3) I'm busy. Putting stuff away takes time and given the choice of putting it back, cleaning it up, tucking it away OR taking that phone call...well hey, it's just me. The dogs don't care. Heck, they even can't see the counters. I'll tidy up this evening. Only by evening, I'm too tired to tidy.
4) ... (You get the gist. This list could go on and on.)
Upon deeper reflection I DID stumble upon an answer, and a simple one at that, which is GET RID of things, Evins. And if you ever get good at that, QUIT BUYING MORE!
I'm not trying to halt the economy, but if I never bought another piece of clothing as long as I live I couldn't wear mine out. Like most everyone, I go to my closet each morning, peruse an endless variety of wardrobe options, then reach for my same favorite "T", and my same comfy prairie skirt...Subconscious takes over and unless I have a key presentation or something fancy to attend, my choices follow a very narrow pattern of selectivity. Who am I kidding? I'm never going to wear that top I bought three years ago because it was on sale~ You think I could at least start there. Heck, sale things don't pack a bunch of sentiment (except for thinking, "Aw...Mom was with me that day. She bought a belt to go with a purse and we laughed about....." Yep. That's part of the problem. I assign meaning and memories to everything, which makes it hard to let anything go....You can only imagine me trying to sell a goat. It's a miracle I didn't keep every single one of Rosey's puppies~)
It's not that I don't clear things out regularly. I do. I've got girlfriends I swap things with ("swap" being the operative word there). I know the people at Goodwill on a first name basis. But despite my myriad trips with boxes packed with purses, boots and pans, stuff keeps on accumulating.
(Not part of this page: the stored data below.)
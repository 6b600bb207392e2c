/// SliceView cell values and column types
///
/// Cells are plain `serde_json::Value`s: a tagged sum over null, boolean,
/// number, string, array and object. A `ColumnType` describes what a column
/// holds; when a selection does not declare a type it is inferred by folding
/// over the tags of the column's cells.

use serde::{Deserialize, Serialize};
use serde_json::Number;
use std::cmp::Ordering;

pub use serde_json::Value;

/// Column data types
#[derive(Debug, Clone, Copy, PartialEq, Eq, Hash, Default, Serialize, Deserialize)]
#[serde(rename_all = "camelCase")]
pub enum ColumnType {
    String,
    Number,
    Boolean,
    /// A JSON object
    Json,
    /// A JSON array
    JsonArray,
    /// Any JSON value; also the "not yet known" type
    #[default]
    JsonValue,
}

impl ColumnType {
    /// The concrete type of a single cell, or `None` for null.
    pub fn of(value: &Value) -> Option<ColumnType> {
        match value {
            Value::Null => None,
            Value::Bool(_) => Some(ColumnType::Boolean),
            Value::Number(_) => Some(ColumnType::Number),
            Value::String(_) => Some(ColumnType::String),
            Value::Array(_) => Some(ColumnType::JsonArray),
            Value::Object(_) => Some(ColumnType::Json),
        }
    }

    /// Returns true if `value` may be stored in a column of this type.
    pub fn accepts(&self, value: &Value) -> bool {
        match ColumnType::of(value) {
            None => true,
            Some(t) => *self == ColumnType::JsonValue || *self == t,
        }
    }
}

/// How many cells to look at when inferring column types.
#[derive(Debug, Clone, Copy, PartialEq, Eq, Default)]
pub enum TypeInference {
    /// Use the first non-null cell of each column.
    #[default]
    Shallow,
    /// Look at every cell; mixed concrete types become `JsonValue`.
    Deep,
}

/// Infer the type of every column.
///
/// Declared types other than `JsonValue` are kept as they are. Columns
/// without a non-null cell stay `JsonValue`.
pub fn infer_column_types<R: AsRef<[Value]>>(
    declared: &[ColumnType],
    rows: &[R],
    mode: TypeInference,
) -> Vec<ColumnType> {
    declared
        .iter()
        .enumerate()
        .map(|(col, declared)| {
            if *declared != ColumnType::JsonValue {
                return *declared;
            }

            let mut cells = rows
                .iter()
                .filter_map(|row| row.as_ref().get(col))
                .filter_map(ColumnType::of);

            match mode {
                TypeInference::Shallow => cells.next().unwrap_or(ColumnType::JsonValue),
                TypeInference::Deep => {
                    let first = match cells.next() {
                        Some(t) => t,
                        None => return ColumnType::JsonValue,
                    };
                    cells.fold(first, |acc, t| if acc == t { acc } else { ColumnType::JsonValue })
                }
            }
        })
        .collect()
}

/// Rank used to order cells of different types deterministically.
fn type_rank(value: &Value) -> u8 {
    match value {
        Value::Null => 0,
        Value::Bool(_) => 1,
        Value::Number(_) => 2,
        Value::String(_) => 3,
        Value::Array(_) => 4,
        Value::Object(_) => 5,
    }
}

enum Numeric {
    Int(i128),
    Float(f64),
}

fn numeric(n: &Number) -> Numeric {
    if let Some(i) = n.as_i64() {
        Numeric::Int(i as i128)
    } else if let Some(u) = n.as_u64() {
        Numeric::Int(u as i128)
    } else {
        Numeric::Float(n.as_f64().unwrap_or(0.0))
    }
}

/// 2^127, the first float beyond the i128 range.
const I128_LIMIT: f64 = 170_141_183_460_469_231_731_687_303_715_884_105_728.0;

/// Exact comparison of an integer with a finite float.
fn compare_int_float(i: i128, f: f64) -> Ordering {
    if f >= I128_LIMIT {
        return Ordering::Less;
    }
    if f < -I128_LIMIT {
        return Ordering::Greater;
    }
    let whole = f.trunc();
    match i.cmp(&(whole as i128)) {
        Ordering::Equal => 0.0_f64.partial_cmp(&(f - whole)).unwrap_or(Ordering::Equal),
        other => other,
    }
}

/// Numbers compare by exact value, whatever mix of integer and float they
/// are stored as.
fn compare_numbers(a: &Number, b: &Number) -> Ordering {
    match (numeric(a), numeric(b)) {
        (Numeric::Int(a), Numeric::Int(b)) => a.cmp(&b),
        (Numeric::Int(a), Numeric::Float(b)) => compare_int_float(a, b),
        (Numeric::Float(a), Numeric::Int(b)) => compare_int_float(b, a).reverse(),
        (Numeric::Float(a), Numeric::Float(b)) => a.partial_cmp(&b).unwrap_or(Ordering::Equal),
    }
}

/// Total order over cells: nulls first, then by type, then by value.
pub fn compare_values(a: &Value, b: &Value) -> Ordering {
    match (a, b) {
        (Value::Null, Value::Null) => Ordering::Equal,
        (Value::Bool(a), Value::Bool(b)) => a.cmp(b),
        (Value::Number(a), Value::Number(b)) => compare_numbers(a, b),
        (Value::String(a), Value::String(b)) => a.cmp(b),
        (Value::Array(_), Value::Array(_)) | (Value::Object(_), Value::Object(_)) => {
            a.to_string().cmp(&b.to_string())
        }
        _ => type_rank(a).cmp(&type_rank(b)),
    }
}

/// Returns true if `name` is lower camel case: an ASCII lowercase letter
/// followed by ASCII letters and digits.
pub fn is_lower_camel_case(name: &str) -> bool {
    let mut chars = name.chars();
    match chars.next() {
        Some(c) if c.is_ascii_lowercase() => chars.all(|c| c.is_ascii_alphanumeric()),
        _ => false,
    }
}

#[cfg(test)]
mod tests {
    use super::*;
    use serde_json::json;

    #[test]
    fn test_type_of() {
        assert_eq!(ColumnType::of(&json!(null)), None);
        assert_eq!(ColumnType::of(&json!(1.5)), Some(ColumnType::Number));
        assert_eq!(ColumnType::of(&json!("x")), Some(ColumnType::String));
        assert_eq!(ColumnType::of(&json!([1])), Some(ColumnType::JsonArray));
        assert_eq!(ColumnType::of(&json!({"a": 1})), Some(ColumnType::Json));
    }

    #[test]
    fn test_infer_shallow_uses_first_non_null() {
        let rows = vec![
            vec![json!(null), json!("a")],
            vec![json!(1), json!(2)],
        ];
        let declared = vec![ColumnType::JsonValue, ColumnType::JsonValue];
        let types = infer_column_types(&declared, &rows, TypeInference::Shallow);
        assert_eq!(types, vec![ColumnType::Number, ColumnType::String]);
    }

    #[test]
    fn test_infer_deep_downgrades_mixed() {
        let rows = vec![
            vec![json!(null), json!("a")],
            vec![json!(1), json!(2)],
        ];
        let declared = vec![ColumnType::JsonValue, ColumnType::JsonValue];
        let types = infer_column_types(&declared, &rows, TypeInference::Deep);
        assert_eq!(types, vec![ColumnType::Number, ColumnType::JsonValue]);
    }

    #[test]
    fn test_infer_keeps_declared_and_all_null() {
        let rows = vec![vec![json!(null), json!(null)]];
        let declared = vec![ColumnType::Boolean, ColumnType::JsonValue];
        let types = infer_column_types(&declared, &rows, TypeInference::Deep);
        assert_eq!(types, vec![ColumnType::Boolean, ColumnType::JsonValue]);
    }

    #[test]
    fn test_compare_values() {
        assert_eq!(compare_values(&json!(null), &json!(0)), Ordering::Less);
        assert_eq!(compare_values(&json!(2), &json!(10)), Ordering::Less);
        assert_eq!(compare_values(&json!(2.5), &json!(2)), Ordering::Greater);
        assert_eq!(compare_values(&json!("b"), &json!("a")), Ordering::Greater);
        assert_eq!(compare_values(&json!(false), &json!(true)), Ordering::Less);
        assert_eq!(compare_values(&json!("1"), &json!(1)), Ordering::Greater);
        assert_eq!(compare_values(&json!(2.0), &json!(2)), Ordering::Equal);
        assert_eq!(compare_values(&json!(-1.5), &json!(-1)), Ordering::Less);
        assert_eq!(compare_values(&json!(u64::MAX), &json!(i64::MAX)), Ordering::Greater);
    }

    #[test]
    fn test_compare_large_mixed_numbers_is_transitive() {
        let big_int = json!(9_007_199_254_740_993_i64);
        let big_float = json!(9_007_199_254_740_992.0_f64);
        let smaller_int = json!(9_007_199_254_740_992_i64);

        assert_eq!(compare_values(&big_int, &big_float), Ordering::Greater);
        assert_eq!(compare_values(&big_float, &smaller_int), Ordering::Equal);
        assert_eq!(compare_values(&big_int, &smaller_int), Ordering::Greater);
        assert_eq!(compare_values(&json!(1e300), &json!(u64::MAX)), Ordering::Greater);

        let mut cells = vec![big_int.clone(), big_float.clone(), smaller_int.clone(), json!(1.5)];
        cells.sort_by(compare_values);
        assert_eq!(cells[0], json!(1.5));
        assert_eq!(cells[3], big_int);
    }

    #[test]
    fn test_lower_camel_case() {
        assert!(is_lower_camel_case("carGeneral"));
        assert!(is_lower_camel_case("a1"));
        assert!(!is_lower_camel_case("CarGeneral"));
        assert!(!is_lower_camel_case("car_general"));
        assert!(!is_lower_camel_case(""));
        assert!(!is_lower_camel_case("1abc"));
    }
}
It's like it's breeding in there behind closed doors.
It's an endless cycle of accumulation...frustration...deliberation, and then BOOM. It's outta here. I do haul things regularly. But like some homing pigeon, my stuff always finds its way back home, meaning something in my internal wiring has got to shift.
There is an old Buddhist proverb that states: When the student is ready, the teacher will appear. In this case, my teacher was on tape.
While packing up boxes, I was listening to a book on organizing (which is technically moving your stuff around) when one statement stood out as if the author was speaking to me. It had to do with the energy of stuff...namely how much it consumes. We lose time sorting through it, tripping over it, dodging it. We dread facing it, tearing into it, deciding what stays and what goes. In short, whether we've stacked it neatly or not, it's there, reminding us ever so silently that all is not clear in our world. When she spoke of stuff as energy, and how in removing stuff, you get more energy in exchange, THEN it hit me. If there is anything in this physical universe I revere, it's energy. Energy to get things done. Energy to enjoy life. It was a sudden paradigm shift to think of energy as an exchange unit. Heretofore, I had considered money as a possible exchange, peace of mind as an exchange, a neater house as an exchange. But not once had I factored pure energy as the resulting gift from ridding space of its stuff.
It was an "aha" moment like none other. I can't tell you that it'll all be gone by morning. But there is a new carrot dangling before me now and that is
"If you walked in your house tomorrow, Evins, and there stood a clean desk...an empty corner...the five item you use (but no more) in your bathroom cabinet...WHAT would that FEEL like?"
Obviously, I'll have to get back to you on this, as I've never felt this feeling, save for the first days of moving in, but I honestly think it would feel freeing.
Before going overboard, I'm going to try it with one small corner of my world, just to make sure. But I think it would feel freeing. Contemplating it sure feels freeing...
Back with a report.
Film at 11.
Stay tuned...(cause if I pull this off, it WILL be breaking news.)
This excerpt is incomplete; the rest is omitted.